June 8, 2022, 9pm
224 Greene Avenue
Brooklyn, NY 11238
USA
Bar Laika is very pleased to announce the return of its weekly film screenings, starting on Wednesday, June 8 at 9pm with Rosalind Nashashibi’s Lovely Young People (2012, 13 minutes) and Eyeballing (2005, 10 minutes).
Lovely Young People (2012, 13 minutes)
Nashashibi chose to portray Scottish Ballet dancers indirectly, reflected through mirrors and through the eyes of local people from Glasgow’s Southside. They are invited to walk in during rehearsals, penetrating the closed world of the Company. Concentrating on the gaze and thoughts of the non-dancers, and the bodies and breath of the dancers, she draws attention to our own projections, dreams, and longing around the mythologized idea of the dancer.

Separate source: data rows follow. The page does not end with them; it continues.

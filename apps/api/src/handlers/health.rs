use axum::Json;

use crate::dto::HealthResponse;

pub async fn health_handler() -> Json<HealthResponse> {
    Json(HealthResponse { status: "ok" })
}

Exaggerated looking, the back and forth of the flow of power through looking, watching how private individuals and public officers look and what their gaze looks like, are at the heart of this film. Sound is used to draw us into the different perspectives within the film—whether that of the dancers or the visitors, “the insiders or the intruders”—while Nashashibi’s camera allows us close-up, lingering views of individuals more normally seen at a remove. The comments on the youth and grace of the dancers, like those used for the title, or comments on their seemingly superhuman strength and endurance, are instances of a chorus-effect, a revealing of efforts of interpretation as well of efforts of looking. The chorus effect, via the “gods,” features first in Nashashibi’s previous film Carlo’s Vision (2011). Commissioned by Glasgow International Festival of Visual Art and Scottish Ballet.
Eyeballing (2005, 10 minutes)
The anthropomorphic city. A series of faces found in architectural facades or in objects around an apartment are juxtaposed with shots of policemen in uniform loitering around their precinct.